How the hell does Wolfram Alpha work?

WolframAlpha
WolframAlpha is extremely clever, but how does it work?

As it's generated more hype than swine flu you're probably already familiar with Wolfram Alpha, a powerful new knowledge engine that promises to be the ultimate in online encyclopaedias. (You're not? Take a look at our Wolfram Alpha review.)

What you might not have read about is how Wolfram Alpha works, and exactly what's going on behind the scenes of the rather unassuming web site. And we're just about to tell you.

Massive database

It all starts with the database. Wolfram Alpha has access to many trillion elements of data covering topics from maths to nutrition, physics to music, weather to anagrams.

Some of this data arrives in real time. Ask for a share price, for instance, and you'll get a value that's no more than a minute old (if the relevant exchange allows it, anyway).

STOCK INFO: Wolfram Alpha has extensive data on stocks and shares going back many years

But most data is input through a more complex, part automated, part manual system. The first step comes in choosing sources. There's no general automatic input from the web here: instead Wolfram Alpha staff work with experts in different domains to decide which sources are the best.

This has produced some impressive results, the company doing special deals with the owners of proprietary databases that they believe are important, delivering access to information that wasn't previously available online.

The data then goes through an automated procedure to clean and check it. And after that it's verified by real-life experts (some on the Wolfram Alpha staff, some outside) to confirm that it all seems reliable.

This all seems rigorous enough, and you can certainly understand the need to be careful. After all, just one or two stories of inaccuracies in Wolfram Alpha would be enough to undermine its reputation.

But what if you're researching something where there's disagreement, like how dangerous it is to breath in second hand smoke, or the number of civilian casualties in Iraq in the past few years? Here the source is everything. Wolfram Alpha will tell you where its data comes from in any response, but if it doesn't use a good range of sources then you may not get the full picture.

Mathematica

A large database is just the start. The real value in Wolfram Alpha comes from how all this information can be organised and related.

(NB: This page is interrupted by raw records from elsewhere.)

//! Candidate records, the candidate source, and the strategy hooks.
//!
//! A candidate is a bag of named fields so hosts can carry whatever
//! metadata they like through the session; the committed chip is built
//! from a configured field. The five hooks (match, sort, highlight,
//! render, insert) each have a documented default; callers override any
//! subset by implementing [`CandidateHooks`] and leaning on the trait
//! defaults for the rest.

use crate::config::VariableConfig;
use crate::dropdown::{ListItem, TextSpan};
use regex::Regex;
use serde::{Deserialize, Serialize};
use serde_json::{Map, Value};
use std::fmt;

/// A searchable record with arbitrary named fields.
#[derive(Debug, Clone, Default, PartialEq, Serialize, Deserialize)]
#[serde(transparent)]
pub struct Candidate(Map<String, Value>);

impl Candidate {
    pub fn new() -> Self {
        Self(Map::new())
    }

    /// Build a candidate from a JSON object. `None` for non-objects.
    pub fn from_value(value: Value) -> Option<Self> {
        match value {
            Value::Object(map) => Some(Self(map)),
            _ => None,
        }
    }

    /// Builder-style field setter.
    pub fn with_field(mut self, name: &str, value: &str) -> Self {
        self.0
            .insert(name.to_string(), Value::String(value.to_string()));
        self
    }

    /// String value of a field, when present and a string.
    pub fn field(&self, name: &str) -> Option<&str> {
        self.0.get(name).and_then(Value::as_str)
    }

    /// All fields, for hosts that attach extra metadata per candidate.
    pub fn fields(&self) -> &Map<String, Value> {
        &self.0
    }
}

/// Where candidates come from.
///
/// A dynamic source is invoked with `(query, generation, delimiter)`. It
/// may answer synchronously by returning `Some(items)`, or return `None`
/// and deliver later through the plugin with the same generation; stale
/// generations are discarded at the delivery boundary.
pub enum CandidateSource {
    Static(Vec<Candidate>),
    Dynamic(Box<dyn FnMut(&str, u64, &str) -> Option<Vec<Candidate>>>),
}

impl fmt::Debug for CandidateSource {
    fn fmt(&self, f: &mut fmt::Formatter<'_>) -> fmt::Result {
        match self {
            CandidateSource::Static(items) => {
                f.debug_tuple("Static").field(&items.len()).finish()
            }
            CandidateSource::Dynamic(_) => f.write_str("Dynamic"),
        }
    }
}

/// The session's five replaceable strategies, with stock defaults.
pub trait CandidateHooks {
    /// Whether a candidate matches the query. Default: case-insensitive
    /// substring match against the configured field.
    fn matches(&self, candidate: &Candidate, query: &str, query_by: &str) -> bool {
        candidate
            .field(query_by)
            .map(|field| field.to_lowercase().contains(&query.to_lowercase()))
            .unwrap_or(false)
    }

    /// Rank matched candidates. Default: candidates whose field begins
    /// with the query first, then case-sensitive substring matches, then
    /// the rest; each bucket keeps its incoming order.
    fn sort(&self, candidates: Vec<Candidate>, query: &str, query_by: &str) -> Vec<Candidate> {
        let lower_query = query.to_lowercase();
        let mut begins_with = Vec::new();
        let mut case_sensitive = Vec::new();
        let mut case_insensitive = Vec::new();

        for candidate in candidates {
            let field = candidate.field(query_by).unwrap_or_default();
            if field.to_lowercase().starts_with(&lower_query) {
                begins_with.push(candidate);
            } else if field.contains(query) {
                case_sensitive.push(candidate);
            } else {
                case_insensitive.push(candidate);
            }
        }

        begins_with.extend(case_sensitive);
        begins_with.extend(case_insensitive);
        begins_with
    }

    /// Split a candidate's text into spans with every query occurrence
    /// emphasized. Default: case-insensitive, all occurrences.
    fn highlight(&self, text: &str, query: &str) -> Vec<TextSpan> {
        if query.is_empty() || text.is_empty() {
            return vec![TextSpan::plain(text)];
        }
        let pattern = match Regex::new(&format!("(?i){}", regex::escape(query))) {
            Ok(pattern) => pattern,
            Err(_) => return vec![TextSpan::plain(text)],
        };

        let mut spans = Vec::new();
        let mut cursor = 0;
        for found in pattern.find_iter(text) {
            if found.start() > cursor {
                spans.push(TextSpan::plain(&text[cursor..found.start()]));
            }
            spans.push(TextSpan::emphasized(found.as_str()));
            cursor = found.end();
        }
        if cursor < text.len() {
            spans.push(TextSpan::plain(&text[cursor..]));
        }
        spans
    }

    /// Render a candidate into a list item. Default: the matched field's
    /// text, highlighted, with the whole candidate attached as metadata.
    fn render(&self, candidate: &Candidate, _index: usize, query: &str, query_by: &str) -> ListItem {
        let text = candidate.field(query_by).unwrap_or_default();
        ListItem {
            spans: self.highlight(text, query),
            candidate: candidate.clone(),
        }
    }

    /// Raw string spliced into the document on commit. Default:
    /// `prefix + candidate[insert_from] + suffix`.
    fn insert(&self, candidate: &Candidate, config: &VariableConfig) -> String {
        format!(
            "{}{}{}",
            config.prefix,
            candidate
                .field(&config.autocomplete.insert_from)
                .unwrap_or_default(),
            config.suffix
        )
    }
}

/// The stock strategy set.
#[derive(Debug, Default)]
pub struct DefaultHooks;

impl CandidateHooks for DefaultHooks {}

Take colours, for example. Wolfram Alpha's creators taught the system various facts about "red", including that it's represented by the code #FF0000 in HTML. But they also added an additional algorithm explaining that two colours can be combined to produce a third, which is why entering a query like "red + yellow" will display orange as a result.

The process continued with the creation of many more algorithms, each providing a little more real world understanding of how data can be used. And the complete set were then implemented in Mathematica, another Stephen Wolfram project, using 5 to 6 million lines of program code.

If you're trying to create models that cover all real world knowledge then five to six million lines really isn't a lot, but in part this is because the Mathematica programming language offers many built-in shortcuts.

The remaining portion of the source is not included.